Dogs are so filled with unconditional love, it's literally dripping over
the sides of their mouths. Maybe the secret to world peace is empowering an
elite corps of golden retrievers, beagles and spaniels to anoint all
negotiators with their kisses before, during and after their sessions.
Imagine ... the Salivation Army.
And so ...
nature has presented us with a cataclysm, and we must respond with a
dogaclysm -- a tsunami wave of love so doggone powerful that the agents of
pillage, spillage and drillage will have no choice but to obey the Master
and sit ... stay ... and roll over.
The above
funny / sad illustration is by Brian Narelle
http://www.narellecreative.net/
Seriously, Folks
...
Isn't It
Time for a Department of Heartland Security?
As people watch this
current ecological disaster unfold, and wonder if there is any upside to
the downer, I think of what co-heart and storyteller David Lynn
Grimes said at Caroline Casey's
Trickster
Training Tea Party this past weekend: "The oil spill is a sentient act of
Mother Earth to wake us up."
David was on
the scene 21 years ago when the Exxon-Valdez spewed its spillage on the
Prince William Sound, and saw firsthand the precursor to this current
curse. However awful the situation, there was an unplanned upside. "They
were all set to clear-cut the Alaskan forest ... and the oil spill stopped
the development," he says.
So, here is
my hope and my prayer. May this disaster be the pre-blesser to a truly new
world order that establishes itself as a stand for a new Humanity with the
mission of re-growing the Garden. May we cohere as a species around
uncommon common sense and the virtues and values the vast majority of us
hold in common. May we use our polarities as a dynamo to evolve in a spiral
instead of going around in circles.
Think it's
impossible to gather that kind of energy?
Consider
this. In 2008, the Obama campaign raised half a billion dollars in
individual contributions. What exactly did that buy us? True, we don't have
McCain-Palin ruling the roost ... but considering that a victory is like
going to the race track to bet a bundle and saying, "Gee, I hope I break
even."
In this
world in crisis, and world of opportunity, there is no breaking even. We
either break through, or we break down. Right now, we seem to be breaking
down ... and are ripe for a breakthrough.
And that is
why I am rolling up a lifetime of experience -- in political science,
psychology, spirituality and of course, humor -- into a mission to launch a
Department of Heartland Security as a non-governmental, non-coercive
non-organization to activate the heart and soul of we the people. Our
intention is to gather around the Heart to heal the Land, and provide us
with the Security that comes from respecting the individual in the context
of community.
More
specifically ...
Heart represents our universal spiritual foundation, the vast and
untapped resource of love and connection.

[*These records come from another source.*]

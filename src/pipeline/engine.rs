use std::path::{Path, PathBuf};
use std::sync::Arc;

use serde::{Deserialize, Serialize};
use tracing::{debug, info, warn};

use crate::{
    config::Config,
    curve::{SpeedCurve, SpeedCurveBuilder, SpeedReport},
    error::{InputError, Result},
    motion::{flow_estimator, FfmpegFrameDecoder, FlowEstimator, FrameDecoder, MotionProfiler},
    render::{OutputAssembler, RenderWorkspace, SegmentTimeWarper},
    video::{FfmpegToolkit, MediaInfo, MediaToolkit},
};

/// Outcome of a full ramp run
#[derive(Debug, Clone, PartialEq, Serialize, Deserialize)]
pub struct RampSummary {
    /// The curve and the settings that produced it
    pub report: SpeedReport,

    /// Segments actually encoded (curve entries past the source end are dropped)
    pub segments_rendered: usize,

    /// Probed source duration in seconds
    pub source_duration: f64,

    /// Sum of every rendered window's duration divided by its speed
    pub estimated_output_duration: f64,

    /// Where the result was published
    pub output: PathBuf,
}

/// Orchestrates the speed-ramp pipeline for one video at a time
///
/// The engine follows a strictly sequential pipeline:
/// 1. Probe - duration, frame rate and audio presence of the source
/// 2. Motion Analysis - one motion-intensity sample per frame pair
/// 3. Speed Curve - windowing, normalization, jump clamping, smoothing
/// 4. Segment Rendering - trim, re-time and encode every segment
/// 5. Assembly - stream-copy concatenation into the destination
///
/// Steps 1-3 alone make up [`RampEngine::analyze`].
#[derive(Clone)]
pub struct RampEngine {
    config: Config,
    decoder: Arc<dyn FrameDecoder>,
    flow: Arc<dyn FlowEstimator>,
    toolkit: Arc<dyn MediaToolkit>,
}

/// Everything the first three steps produce
struct Analysis {
    info: MediaInfo,
    curve: SpeedCurve,
    motion_samples: usize,
}

impl RampEngine {
    /// Create an engine backed by ffmpeg/ffprobe and the configured optical flow
    pub fn new(config: Config) -> Result<Self> {
        let decoder = Arc::new(FfmpegFrameDecoder::new(&config.tools, &config.motion));
        let flow = flow_estimator(&config.motion)?;
        let toolkit = Arc::new(FfmpegToolkit::new(config.tools.clone(), config.encoding.clone()));
        Self::with_backends(config, decoder, flow, toolkit)
    }

    /// Create an engine with caller-supplied collaborators
    pub fn with_backends(
        config: Config,
        decoder: Arc<dyn FrameDecoder>,
        flow: Arc<dyn FlowEstimator>,
        toolkit: Arc<dyn MediaToolkit>,
    ) -> Result<Self> {
        config.validate()?;
        Ok(Self {
            config,
            decoder,
            flow,
            toolkit,
        })
    }

    pub fn config(&self) -> &Config {
        &self.config
    }

    /// Compute the speed curve of `input` without rendering anything
    pub async fn analyze<P: AsRef<Path>>(&self, input: P) -> Result<SpeedReport> {
        let input = input.as_ref().to_path_buf();
        self.validate_input(&input)?;

        info!("🔍 Analyzing {:?}", input);

        let engine = self.clone();
        let report = run_blocking(move || {
            let analysis = engine.run_analysis(&input)?;
            Ok(engine.report(&analysis))
        }).await?;

        info!("✅ Analysis complete: {} segments", report.speeds.len());
        Ok(report)
    }

    /// Produce a speed-ramped copy of `input` at `output`
    pub async fn ramp<I, O>(&self, input: I, output: O) -> Result<RampSummary>
    where
        I: AsRef<Path>,
        O: AsRef<Path>,
    {
        let input = input.as_ref().to_path_buf();
        let output = output.as_ref().to_path_buf();
        self.validate_input(&input)?;
        self.validate_output(&output)?;

        info!("🎬 Starting speed ramp");
        info!("   Input: {:?}", input);
        info!("   Output: {:?}", output);
        info!("   Speed range: {:.2}x - {:.2}x, {:.2}s segments",
              self.config.ramp.min_speed, self.config.ramp.max_speed, self.config.ramp.segment_duration);

        let engine = self.clone();
        let summary = run_blocking(move || engine.run_ramp(&input, &output)).await?;

        info!("🎉 Speed ramp complete! Output saved to: {:?}", summary.output);
        info!("   {:.2}s source -> ~{:.2}s output", summary.source_duration, summary.estimated_output_duration);
        Ok(summary)
    }

    fn validate_input(&self, input: &Path) -> Result<()> {
        if !input.is_file() {
            return Err(InputError::NotFound {
                path: input.display().to_string(),
            }.into());
        }

        self.check_container(input)
    }

    /// The output container is chosen from the destination's extension
    fn validate_output(&self, output: &Path) -> Result<()> {
        self.check_container(output)
    }

    fn check_container(&self, path: &Path) -> Result<()> {
        if !self.config.input.is_allowed(path) {
            let extension = path
                .extension()
                .map(|ext| ext.to_string_lossy().into_owned())
                .unwrap_or_else(|| "<none>".to_string());
            return Err(InputError::UnsupportedFormat { extension }.into());
        }

        Ok(())
    }

    fn run_analysis(&self, input: &Path) -> Result<Analysis> {
        // Pipeline Step 1: Probe
        info!("📋 Step 1: Probing source...");
        let info = self.toolkit.probe(input)?;
        info!("   {:.2}s @ {:.3} fps, {}x{}, audio: {}",
              info.duration, info.fps, info.width, info.height,
              if info.has_audio { "yes" } else { "no" });

        // Pipeline Step 2: Motion Analysis
        info!("🏃 Step 2: Measuring motion...");
        let mut source = self.decoder.open(input, &info)?;
        let motion = MotionProfiler::new(self.flow.clone()).profile(source.as_mut())?;

        // Pipeline Step 3: Speed Curve
        info!("📈 Step 3: Building speed curve...");
        let curve = SpeedCurveBuilder::from_config(&self.config.ramp).build(&motion, info.fps)?;
        if curve.window_clamped {
            warn!("   Segments were widened to one frame ({:.4}s)", curve.segment_duration);
        }
        debug!("   Speeds: {:?}", curve.speeds());
        info!("   {} segments of {} frames", curve.len(), curve.segment_frame_count);

        Ok(Analysis {
            info,
            curve,
            motion_samples: motion.len(),
        })
    }

    fn run_ramp(&self, input: &Path, output: &Path) -> Result<RampSummary> {
        let analysis = self.run_analysis(input)?;

        // Pipeline Step 4: Segment Rendering
        info!("🎞️  Step 4: Rendering segments...");
        let jobs = SegmentTimeWarper::plan(&analysis.curve, analysis.info.duration, analysis.info.has_audio)?;
        if jobs.len() < analysis.curve.len() {
            debug!("   {} of {} curve entries fall inside the source", jobs.len(), analysis.curve.len());
        }

        let workspace = RenderWorkspace::create(self.config.render.temp_dir.as_deref())?;
        let warper = SegmentTimeWarper::new(self.toolkit.clone(), self.config.render.effective_workers());
        let rendered = warper.render(input, &jobs, &workspace)?;

        // Pipeline Step 5: Assembly
        info!("📼 Step 5: Assembling output...");
        let segments_rendered = rendered.len();
        let output = OutputAssembler::new(self.toolkit.clone()).assemble(rendered, &workspace, output)?;
        workspace.cleanup();

        Ok(RampSummary {
            report: self.report(&analysis),
            segments_rendered,
            source_duration: analysis.info.duration,
            estimated_output_duration: jobs.iter().map(|job| job.output_duration()).sum(),
            output,
        })
    }

    fn report(&self, analysis: &Analysis) -> SpeedReport {
        SpeedReport {
            speeds: analysis.curve.speeds(),
            segment_duration: analysis.curve.segment_duration,
            min_speed: self.config.ramp.min_speed,
            max_speed: self.config.ramp.max_speed,
            frame_rate: analysis.info.fps,
            segment_frame_count: analysis.curve.segment_frame_count,
            window_clamped: analysis.curve.window_clamped,
            motion_samples: analysis.motion_samples,
        }
    }
}

/// Run blocking pipeline work off the async executor
async fn run_blocking<T, F>(work: F) -> Result<T>
where
    F: FnOnce() -> Result<T> + Send + 'static,
    T: Send + 'static,
{
    tokio::task::spawn_blocking(work)
        .await
        .map_err(std::io::Error::other)?
}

Land represents a restorative, sustainable economy that empowers a
mutually beneficial partnership between human and
biosphere.
Security represents our evolution from the single cell
"every-cell-for-itself" philosophy to the multi-cell
"we're-all-in-this-together." In doing so, we move from survival of the
fittest to thrival of the fittingest, from mutually-assured destruction to
mutually-insured survival.
If this
trips your trigger, and you're ready to help turn the ideal into the
real-deal, please respond to this email with "Heartland" in the subject
field. There are many, many ways you can participate. As Caroline Casey
would say, "Co-operators are standing by."
And ... if
you like these kinds of messages, and you don't already subscribe to Notes
From the Trail, subscribe
here.
It's free. However, we cheerfully encourage donations. You can become an
official paid subscriber for just $33, or you can subsidize or even
super-sidize Notes From the Trail by donating even
more.
And ... you
can donate any amount, large or small via Paypal. Send money to:
[email protected].
Also... If you would like to answer Swami's brief questionnaire and
possibly win a prize, please send an email to [email protected] and put
"Answer" in the subject line.
May we wake
up, and wise up.
The
evolution has begun!
Steve
Bhaerman
Copyright 2010 by Steve Bhaerman. All rights
reserved.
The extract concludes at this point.